Israeli Prime Minister Ehud Olmert on Sunday made the incredible comparison of a handful of Jews who engaged in violence against Palestinians in Hebron last week to mobs of Russians who massacred thousands of Jews during the 1800s.
"As a Jew, I'm ashamed of the sights of Jews firing at Arabs in Hebron. I have no other definition for what we saw but a pogrom. We are the sons of a nation which knows what a pogrom is, and I'm saying this after much thought. I have no other way to put it," said Olmert.
The incident Olmert was referring to involved two Israelis who were shown on video captured by police opening fire on a group of Palestinian Arabs. Two Palestinians were shot and wounded in the incident.
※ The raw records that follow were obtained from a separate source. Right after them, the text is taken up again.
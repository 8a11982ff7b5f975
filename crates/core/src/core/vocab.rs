//! Vocabulary storage and lookup.
//!
//! The vocabulary maps token IDs to the byte sequences they stand for. IDs
//! are dense, so entries live in a `Vec` indexed by ID.

use crate::core::merges::{MergeRules, Pair};
use crate::error::{Result, TokenizerError};

/// Number of base tokens, one per byte value.
pub const BYTE_VOCAB_SIZE: u32 = 256;

/// Token ID -> byte sequence, append-only.
#[derive(Debug, Clone, PartialEq, Eq)]
pub struct Vocabulary {
    tokens: Vec<Vec<u8>>,
}

impl Vocabulary {
    /// Create a vocabulary holding only the 256 single-byte tokens.
    pub fn new() -> Self {
        Self::with_capacity(BYTE_VOCAB_SIZE as usize)
    }

    /// Create a byte vocabulary with room for `capacity` tokens in total.
    pub fn with_capacity(capacity: usize) -> Self {
        let mut tokens = Vec::with_capacity(capacity.max(BYTE_VOCAB_SIZE as usize));
        tokens.extend((0..=u8::MAX).map(|b| vec![b]));
        Self { tokens }
    }

    /// Rebuild the vocabulary implied by a set of merge rules.
    pub fn from_merges(merges: &MergeRules) -> Result<Self> {
        let mut vocab = Self::with_capacity(BYTE_VOCAB_SIZE as usize + merges.len());
        for rule in merges.iter() {
            let id = vocab.add_merge(rule.pair)?;
            if id != rule.new_token_id {
                return Err(TokenizerError::InvalidMerge(format!(
                    "merge ({}, {}) produced id {}, expected {}",
                    rule.pair.0, rule.pair.1, id, rule.new_token_id
                )));
            }
        }
        Ok(vocab)
    }

    /// Append the concatenation of a pair's byte sequences.
    ///
    /// Returns the ID assigned to the new token.
    pub fn add_merge(&mut self, pair: Pair) -> Result<u32> {
        let left = self.get(pair.0).ok_or(TokenizerError::UnknownTokenId(pair.0))?;
        let right = self.get(pair.1).ok_or(TokenizerError::UnknownTokenId(pair.1))?;

        let mut bytes = Vec::with_capacity(left.len() + right.len());
        bytes.extend_from_slice(left);
        bytes.extend_from_slice(right);

        let id = self.tokens.len() as u32;
        self.tokens.push(bytes);
        Ok(id)
    }

    /// Get the byte sequence for an ID.
    #[inline]
    pub fn get(&self, id: u32) -> Option<&[u8]> {
        self.tokens.get(id as usize).map(Vec::as_slice)
    }

    /// Check whether an ID exists.
    #[inline]
    pub fn contains(&self, id: u32) -> bool {
        (id as usize) < self.tokens.len()
    }

    /// Get the size of the vocabulary.
    #[inline]
    pub fn len(&self) -> usize {
        self.tokens.len()
    }

    /// Check if the vocabulary is empty.
    #[inline]
    pub fn is_empty(&self) -> bool {
        self.tokens.is_empty()
    }

    /// Iterate over `(id, bytes)` in ID order.
    pub fn iter(&self) -> impl Iterator<Item = (u32, &[u8])> + '_ {
        self.tokens
            .iter()
            .enumerate()
            .map(|(id, bytes)| (id as u32, bytes.as_slice()))
    }

    /// Concatenate the byte sequences of `ids`.
    ///
    /// Fails on the first ID that is not in the vocabulary.
    pub fn decode_bytes(&self, ids: &[u32]) -> Result<Vec<u8>> {
        let mut bytes = Vec::with_capacity(ids.len() * 2);
        for &id in ids {
            let token = self.get(id).ok_or(TokenizerError::UnknownTokenId(id))?;
            bytes.extend_from_slice(token);
        }
        Ok(bytes)
    }

    /// Human-readable form of a token (invalid UTF-8 replaced with U+FFFD).
    pub fn render(&self, id: u32) -> Option<String> {
        self.get(id)
            .map(|bytes| String::from_utf8_lossy(bytes).into_owned())
    }
}

impl Default for Vocabulary {
    fn default() -> Self {
        Self::new()
    }
}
The two Israelis surrendered themselves to police on Saturday, insisting that they had opened fire in self defense and pointing out that one of them had been injured by the Arab mob before they drew their weapons. A lawyer for the two men told Ynet that one of his defendants had indeed received 36 stitches after being struck by the Arabs.
Hebron's Jewish community issued a letter to the Israeli defense establishment decrying what it called indifference on the part of soldiers and police officers acting on official orders when confronted with Arabs attacking Jews, but who sprung to action when the Jews dared to respond.
Palestinians and their left-wing Israeli supporters maintained that the two settlers had fired toward a Palestinian home without provocation. They had no explanation for injuries sustained by one of the men.
The violence was a continuation of confrontations stemming from the brutal evacuation last week of several hundred Jewish settlers from a house they own in the heart of Hebron. The Israeli government ultimately took the side of Palestinian Arabs who insisted Jews were forbidden to live in that part of the ancient Judean city.
Hebron's Jews and their supporters from around Judea and Samaria have been demonized by the Israeli press and government officials for retaliating against the Arab aggression that greeted their presence in central Hebron.